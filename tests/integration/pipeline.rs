//! Jobs run end to end: fake pages in, recorded posts out.

use chrono::{NaiveDate, NaiveDateTime, Weekday};
use std::collections::HashMap;
use std::sync::Arc;
use std::time::Duration;
use tokio_test::{assert_err, assert_ok};

use tickertape::config::{ThresholdsConfig, WatchConfig};
use tickertape::engine::jobs::{Deps, JobKind, JobOutcome, Pipeline, Settings};
use tickertape::engine::selector::ViewSelector;
use tickertape::filter::{Category, CategoryTable, Threshold};
use tickertape::scrape::quotes::quote_url;
use tickertape::storage::Checkpoint;
use tickertape::types::{CalendarView, MoverPage, ReportTime};

use crate::mock_driver::{
    FixedBitcoin, FixedFilings, MockBrowser, RecordingPublisher, ScriptedTimeline,
};

// ---------------------------------------------------------------------------
// Harness
// ---------------------------------------------------------------------------

/// 2026-10-19 is a Monday.
fn monday(h: u32, m: u32) -> NaiveDateTime {
    NaiveDate::from_ymd_opt(2026, 10, 19).unwrap().and_hms_opt(h, m, 0).unwrap()
}

fn settings() -> Settings {
    Settings {
        page_timeout: Duration::from_secs(1),
        post_placeholders: false,
        thresholds: ThresholdsConfig {
            overnight_drop: Threshold::AtMost(-3.0),
            btc_move: Threshold::MagnitudeAtLeast(5.0),
            earnings_market_cap: Threshold::Above(1e9),
        },
        selector: ViewSelector::default(),
        categories: CategoryTable::new(vec![
            Category { name: "Crypto".into(), tickers: vec!["MSTR".into(), "COIN".into()] },
            Category { name: "Semis".into(), tickers: vec!["NVDA".into(), "AMD".into()] },
            Category { name: "Big Tech".into(), tickers: vec!["AMD".into(), "META".into()] },
            Category { name: "Meme Stocks".into(), tickers: vec!["GME".into(), "AMC".into()] },
        ]),
        watch: WatchConfig {
            overnight_categories: vec!["Semis".into(), "Big Tech".into()],
            crypto_categories: vec!["Crypto".into()],
            meme_categories: vec!["Meme Stocks".into()],
        },
        watchlist: HashMap::from([
            (Weekday::Mon, vec!["KD".into(), "PLTR".into()]),
            (Weekday::Tue, vec!["PYPL".into()]),
        ]),
        watch_username: "TheRoaringKitty".into(),
    }
}

fn temp_checkpoint() -> Checkpoint {
    let mut p = std::env::temp_dir();
    p.push(format!("tickertape_it_checkpoint_{}.txt", uuid::Uuid::new_v4()));
    Checkpoint::new(p)
}

struct Harness {
    browser: MockBrowser,
    publisher: RecordingPublisher,
    timeline: ScriptedTimeline,
    checkpoint: Checkpoint,
    pipeline: Pipeline,
}

impl Harness {
    fn new(btc_change: f64, filings: FixedFilings, settings: Settings) -> Self {
        let browser = MockBrowser::trading_day(&[
            ("NVDA", "$101.10", "-$4.40 (-4.17%) Overnight"),
            ("AMD", "$150.00", "+$1.50 (+1.01%)"),
            ("META", "$580.00", "-$17.94 (-3.00%) Overnight"),
            ("MSTR", "$23.45", "-$2.32 (-9.00%) Today"),
            ("COIN", "$210.00", "-$10.00 (-4.55%) Today"),
            ("GME", "$25.10", "+$2.10 (+9.13%) Today"),
            ("AMC", "$4.20", "+$0.10 (+2.44%) Today"),
        ]);
        let publisher = RecordingPublisher::new();
        let timeline = ScriptedTimeline::new("1800000000000000001");
        let checkpoint = temp_checkpoint();

        let deps = Deps {
            driver: Arc::new(browser.clone()),
            publisher: Arc::new(publisher.clone()),
            timeline: Some(Arc::new(timeline.clone())),
            crypto: Arc::new(FixedBitcoin(btc_change)),
            filings: Arc::new(filings),
            checkpoint: checkpoint.clone(),
        };
        let pipeline = Pipeline::new(deps, settings);
        Self { browser, publisher, timeline, checkpoint, pipeline }
    }

    fn standard() -> Self {
        Self::new(-6.2, FixedFilings::with(&["KD"]), settings())
    }

    async fn run(&self, kind: JobKind, now: NaiveDateTime) -> anyhow::Result<JobOutcome> {
        self.pipeline.run(&kind, now).await
    }

    fn assert_browser_released(&self) {
        assert_eq!(self.browser.launches(), self.browser.closes(), "every session closed");
    }
}

impl Drop for Harness {
    fn drop(&mut self) {
        let _ = self.checkpoint.clear();
    }
}

fn is_published(outcome: &JobOutcome) -> bool {
    matches!(outcome, JobOutcome::Published { .. })
}

// ---------------------------------------------------------------------------
// Earnings
// ---------------------------------------------------------------------------

#[tokio::test]
async fn test_premarket_earnings_large_or_watched() {
    let h = Harness::standard();
    let outcome = h.run(JobKind::Earnings { session: ReportTime::BeforeOpen }, monday(4, 45)).await;
    assert!(is_published(&assert_ok!(outcome)));

    let posts = h.publisher.posts();
    assert_eq!(posts.len(), 1);
    let post = &posts[0];
    assert!(post.starts_with("Major companies reporting earnings TODAY BEFORE the bell:"));
    assert!(post.contains("$TSN"), "above the market-cap floor");
    assert!(post.contains("$KD"), "on Monday's watchlist");
    assert!(!post.contains("$TINY"));
    assert!(!post.contains("$AAPL"), "reports after the close");
    assert_eq!(h.browser.launches(), 1);
    h.assert_browser_released();
}

#[tokio::test]
async fn test_afterhours_earnings() {
    let h = Harness::standard();
    let tuesday = monday(12, 0) + chrono::Duration::days(1);
    let outcome = h.run(JobKind::Earnings { session: ReportTime::AfterClose }, tuesday).await;
    assert_ok!(outcome);

    let posts = h.publisher.posts();
    assert!(posts[0].starts_with("Major companies reporting earnings TODAY AFTER the bell:"));
    assert!(posts[0].contains("$AAPL --->\n  EPS estimate: 1.62"));
    assert!(!posts[0].contains("$KD"));
}

// ---------------------------------------------------------------------------
// Calendar and movers
// ---------------------------------------------------------------------------

#[tokio::test]
async fn test_econ_calendar_uses_weekly_view_on_sunday() {
    let h = Harness::standard();
    let sunday = monday(6, 0) - chrono::Duration::days(1);
    assert_ok!(h.run(JobKind::EconCalendar { view: None }, sunday).await);

    let posts = h.publisher.posts();
    assert!(posts[0].starts_with("Key economic events THIS WEEK:"));
    assert!(posts[0].contains("- 2026-10-19: Retail Sales MoM (F: 0.4% | P: 0.6%)"));
    h.assert_browser_released();
}

#[tokio::test]
async fn test_econ_calendar_explicit_view_omits_dates_for_single_day() {
    let h = Harness::standard();
    let view = Some(CalendarView::Tomorrow);
    assert_ok!(h.run(JobKind::EconCalendar { view }, monday(23, 0)).await);

    let posts = h.publisher.posts();
    assert!(posts[0].starts_with("Key economic events TOMORROW:"));
    assert!(posts[0].contains("- Retail Sales MoM (F: 0.4% | P: 0.6%)"));
}

#[tokio::test]
async fn test_movers_post() {
    let h = Harness::standard();
    let outcome = h.run(JobKind::Movers { page: MoverPage::PreMarketGainers }, monday(7, 0)).await;
    assert!(is_published(&assert_ok!(outcome)));

    let posts = h.publisher.posts();
    assert!(posts[0].starts_with("Top pre-market gainers:\n\n1. $SMCI +18.42%"));
    h.assert_browser_released();
}

#[tokio::test]
async fn test_empty_movers_page_stays_quiet() {
    let h = Harness::standard();
    h.browser.serve(
        tickertape::scrape::movers::mover_url(MoverPage::AllTimeLow),
        crate::mock_driver::movers_page(&[]),
    );
    let outcome = assert_ok!(h.run(JobKind::Movers { page: MoverPage::AllTimeLow }, monday(15, 51)).await);
    assert!(!is_published(&outcome));
    assert!(h.publisher.posts().is_empty());
}

// ---------------------------------------------------------------------------
// Quote-driven jobs
// ---------------------------------------------------------------------------

#[tokio::test]
async fn test_overnight_drops_across_sectors() {
    let h = Harness::standard();
    assert_ok!(h.run(JobKind::Overnight, monday(20, 30)).await);

    let posts = h.publisher.posts();
    assert_eq!(
        posts[0],
        "Biggest overnight drops:\n\n1. $NVDA -4.17% (Semis)\n2. $META -3.00% (Big Tech)"
    );
    // NVDA, AMD and META read in one session.
    assert_eq!(h.browser.launches(), 1);
    h.assert_browser_released();
}

#[tokio::test]
async fn test_overnight_tolerates_missing_quote_page() {
    let h = Harness::standard();
    h.browser.serve(quote_url("NVDA"), "<html><body>Access denied</body></html>");
    assert_ok!(h.run(JobKind::Overnight, monday(20, 30)).await);

    let posts = h.publisher.posts();
    assert!(!posts[0].contains("$NVDA"));
    assert!(posts[0].contains("$META -3.00% (Big Tech)"));
}

#[tokio::test]
async fn test_crypto_watch_posts_on_big_move() {
    let h = Harness::standard();
    assert_ok!(h.run(JobKind::CryptoWatch, monday(9, 0)).await);

    let posts = h.publisher.posts();
    assert!(posts[0].starts_with("$BTC is down 6.20% in the last 24h ($67250)."));
    assert!(posts[0].contains("$MSTR $23.45 (-9.00%)"));
    assert!(posts[0].contains("$COIN"));
}

#[tokio::test]
async fn test_crypto_watch_small_move_skips_browser() {
    let h = Harness::new(2.0, FixedFilings::default(), settings());
    let outcome = assert_ok!(h.run(JobKind::CryptoWatch, monday(9, 0)).await);
    assert!(!is_published(&outcome));
    assert_eq!(h.browser.launches(), 0);
    assert!(h.publisher.posts().is_empty());
}

#[tokio::test]
async fn test_meme_watch_follows_new_posts() {
    let h = Harness::standard();

    let first = assert_ok!(h.run(JobKind::MemeWatch, monday(9, 35)).await);
    assert!(is_published(&first), "no checkpoint yet counts as new");
    let again = assert_ok!(h.run(JobKind::MemeWatch, monday(12, 30)).await);
    assert!(!is_published(&again));

    h.timeline.set_latest("1800000000000000002");
    let after_new = assert_ok!(h.run(JobKind::MemeWatch, monday(16, 5)).await);
    assert!(is_published(&after_new));

    let posts = h.publisher.posts();
    assert_eq!(posts.len(), 2);
    assert!(posts[0].starts_with("Meme stock check:\n\n$GME $25.10"));
    assert_eq!(h.checkpoint.load().unwrap().as_deref(), Some("1800000000000000002"));
}

// ---------------------------------------------------------------------------
// Filings
// ---------------------------------------------------------------------------

#[tokio::test]
async fn test_filings_skip_failed_lookups() {
    let mut filings = FixedFilings::with(&["KD", "PLTR"]);
    filings.failing.push("KD".into());
    let h = Harness::new(-6.2, filings, settings());

    assert_ok!(h.run(JobKind::EarningsFilings, monday(17, 0)).await);
    let posts = h.publisher.posts();
    assert!(posts[0].starts_with("Latest earnings filings on EDGAR:\n\n$PLTR 10-Q (2026-10-19)"));
    assert!(!posts[0].contains("$KD"));
}

#[tokio::test]
async fn test_filings_placeholder_when_enabled() {
    let mut s = settings();
    s.post_placeholders = true;
    let h = Harness::new(-6.2, FixedFilings::default(), s);

    assert_ok!(h.run(JobKind::EarningsFilings, monday(17, 0)).await);
    assert_eq!(h.publisher.posts(), vec!["No recent earnings filings on EDGAR for today's reporters.".to_string()]);
}

// ---------------------------------------------------------------------------
// Failures
// ---------------------------------------------------------------------------

#[tokio::test]
async fn test_publish_failure_propagates_and_releases_browser() {
    let h = Harness::standard();
    h.publisher.set_error("403 duplicate content");

    let err = assert_err!(h.run(JobKind::Movers { page: MoverPage::WeekHigh52 }, monday(15, 45)).await);
    assert!(format!("{err:#}").contains("403 duplicate content"));
    h.assert_browser_released();
}

#[tokio::test]
async fn test_browser_launch_failure_is_error() {
    let h = Harness::standard();
    h.browser.set_launch_failure(true);

    assert_err!(h.run(JobKind::Earnings { session: ReportTime::BeforeOpen }, monday(4, 45)).await);
    assert!(h.publisher.posts().is_empty());
}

- _PROBLEM REQUIREMENTS_: Within the entries above, how many lines include the word "serve"? Respond with the number only.

- _PROBLEM SOLUTION_: 2